Neben den Luanda Leaks gibt es zahlreiche weitere Fälle, in denen hohe Millionen- oder sogar Milliardensummen aus afrikanischen Ländern extrahiert werden – Sorgfaltspflichten hin oder her. Denn es finden sich stets Akteure aus dem internationalen Finanzsektor, die laxe Regelungen ausnutzen und lokale Korruption fördern und für ihre Zwecke nutzen.

Geldwäsche und Korruption verringern wichtige Einnahmen für Entwicklungsländer
Durch Geldwäsche und Korruption gehen Ländern des Globalen Südens dringend benötigte Einnahmen für die Armutsbekämpfung verloren

Geld scheffeln im Kongo – Sanktionen zum Trotz

Ein Beispiel ist der Bergbausektor der Demokratischen Republik Kongo. Der israelische Geschäftsmann Dan Gertler ist bekannt mit Kongos (Ex-)Langzeitpräsident Joseph Kabila und hatte über Jahre hinweg eine Monopolstellung im kongolesischen Bergbausektor inne. Die Vergabe von Lizenzrechten an dritte Bergbauunternehmen lief über Gertler, wodurch der Staat systematisch weniger Einnahmen hatte. Es fiel dem Milliardär anscheinend leicht, sich nicht nur über Geldwäschevorschriften, sondern auch 2017 verhängte US-Sanktionen gegen seine Person sowie zahlreiche seiner Firmen hinwegzusetzen. Dazu waren lediglich einige Manipulationen und Verschleierungstaktiken notwendig.

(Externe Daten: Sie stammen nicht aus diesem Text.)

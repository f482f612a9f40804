// Copyright 2024-2026 Farlight Networks, LLC
//
// Licensed under the Apache License, Version 2.0 (the "License");
// you may not use this file except in compliance with the License.
// You may obtain a copy of the License at
//
//     http://www.apache.org/licenses/LICENSE-2.0
//
// Unless required by applicable law or agreed to in writing, software
// distributed under the License is distributed on an "AS IS" BASIS,
// WITHOUT WARRANTIES OR CONDITIONS OF ANY KIND, either express or implied.
// See the License for the specific language governing permissions and
// limitations under the License.

//! Outbound queue with progressive backpressure.
//!
//! A send that cannot be written immediately escalates through
//! [`SendStatus::Congestion`], then a single [`SendStatus::QueueFull`]
//! warning when the queue reaches capacity, and finally
//! [`SendStatus::Dropped`] for every send after that warning. Callers are
//! expected to stop sending once they see anything other than
//! [`SendStatus::Normal`].

use bytes::Bytes;
use std::collections::VecDeque;

/// Outcome of queueing a buffer for transmission.
#[derive(Debug, Clone, Copy, PartialEq, Eq, Hash, PartialOrd, Ord)]
pub enum SendStatus {
    /// Accepted; the socket is keeping up.
    Normal,
    /// Accepted, but the socket would block.
    Congestion,
    /// Accepted as the last buffer the queue will hold.
    QueueFull,
    /// Not accepted.
    Dropped,
}

impl SendStatus {
    /// Returns true if the buffer was queued or written.
    #[must_use]
    pub const fn is_accepted(self) -> bool {
        !matches!(self, Self::Dropped)
    }

    /// Returns true if the caller should hold off further sends.
    #[must_use]
    pub const fn is_backpressure(self) -> bool {
        !matches!(self, Self::Normal)
    }
}

impl std::fmt::Display for SendStatus {
    fn fmt(&self, f: &mut std::fmt::Formatter<'_>) -> std::fmt::Result {
        match self {
            Self::Normal => write!(f, "normal"),
            Self::Congestion => write!(f, "congestion"),
            Self::QueueFull => write!(f, "queue full"),
            Self::Dropped => write!(f, "dropped"),
        }
    }
}

/// Bounded FIFO of buffers waiting for the socket to become writable.
#[derive(Debug)]
pub struct OutboundQueue {
    bufs: VecDeque<Bytes>,
    capacity: usize,
    would_block: bool,
    full_notified: bool,
}

impl OutboundQueue {
    /// Creates an empty queue holding at most `capacity` buffers.
    #[must_use]
    pub fn new(capacity: usize) -> Self {
        Self {
            bufs: VecDeque::with_capacity(capacity),
            capacity,
            would_block: false,
            full_notified: false,
        }
    }

    /// Appends a buffer and reports the resulting condition.
    pub fn push(&mut self, buf: Bytes) -> SendStatus {
        if self.bufs.len() >= self.capacity && self.full_notified {
            return SendStatus::Dropped;
        }

        self.bufs.push_back(buf);

        if self.bufs.len() >= self.capacity {
            self.full_notified = true;
            SendStatus::QueueFull
        } else if self.would_block {
            SendStatus::Congestion
        } else {
            SendStatus::Normal
        }
    }

    /// Returns the buffer at the head of the queue.
    #[must_use]
    pub fn front(&self) -> Option<&Bytes> {
        self.bufs.front()
    }

    /// Drops the first `n` bytes of the head buffer after a short write.
    pub fn advance(&mut self, n: usize) {
        if let Some(front) = self.bufs.front_mut() {
            let n = n.min(front.len());
            *front = front.slice(n..);
        }
    }

    /// Removes the head buffer.
    pub fn pop(&mut self) -> Option<Bytes> {
        let buf = self.bufs.pop_front();
        if self.bufs.len() < self.capacity {
            self.full_notified = false;
        }
        buf
    }

    /// Records whether the last write attempt would have blocked.
    pub fn set_would_block(&mut self, would_block: bool) {
        self.would_block = would_block;
    }

    /// Returns true if the socket last reported it would block.
    #[must_use]
    pub const fn would_block(&self) -> bool {
        self.would_block
    }

    /// Returns true if the queue-full condition has been reported.
    #[must_use]
    pub const fn full_notified(&self) -> bool {
        self.full_notified
    }

    /// Discards every queued buffer and resets the congestion flags.
    pub fn clear(&mut self) {
        self.bufs.clear();
        self.would_block = false;
        self.full_notified = false;
    }

    /// Number of queued buffers.
    #[must_use]
    pub fn len(&self) -> usize {
        self.bufs.len()
    }

    /// Returns true if nothing is queued.
    #[must_use]
    pub fn is_empty(&self) -> bool {
        self.bufs.is_empty()
    }

    /// Maximum number of queued buffers.
    #[must_use]
    pub const fn capacity(&self) -> usize {
        self.capacity
    }
}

In diesem Fall ließ sich unter anderem die Citigroup düpieren, die 2017 ganze 80 Prozent der internationalen Dollar-Transaktionen des Kongo auf sich vereinte. Andere Banken hatten sich des Geldwäscherisikos wegen aus dem Geschäft zurückgezogen. Citigroup diente als Korrespondenzbank für die kamerunische Afriland First Bank Group, wickelte also für diese lokale Bank internationale Geschäfte ab. Bei Afrilands kongolesischem Ableger wiederum hatten Gertlers Firmen und zahlreiche seiner “Geschäftspartner” ihre Konten. Citigroup selber hatte Gertler ein Konto verweigert. Das hinderte ihn aber nicht daran, über Umwege doch die für seine Geschäfte wichtigen Konten zu erstellen. Denn so genau nimmt man die Sorgfaltspflichten bei Citigroup wohl doch nicht.

Anscheinend hat Gertler (beziehungsweise ein Anwalt namens Patrick Klugman) befreundete Unternehmer aktiviert und organisiert. Nachdem Gertler sich auf der US-Sanktionsliste wiederfand, übernahm dieser Kreis von Gehilfen vorgeblich seine Geschäfte im Kongo. Gelder flossen aus dem Land in europäische Briefkastenfirmen. Darüber hinaus kassiert Gertler durch seine Kontakte zum kongolesischen Staat bis heute direkt und indirekt Millionen von großen Akteuren im Bergbausektor wie etwa dem Schweizer Konzern Glencore. So einfach kann man Sanktionen umgehen – solange viele Stellen im Namen des Profits die Augen verschließen.

Eine Miniatur des Gertler-Netzwerks, mit dem er Sanktionen umgehen konnte (Global Witness und Platform for the Protection of Whistleblowers in Africa, 2020)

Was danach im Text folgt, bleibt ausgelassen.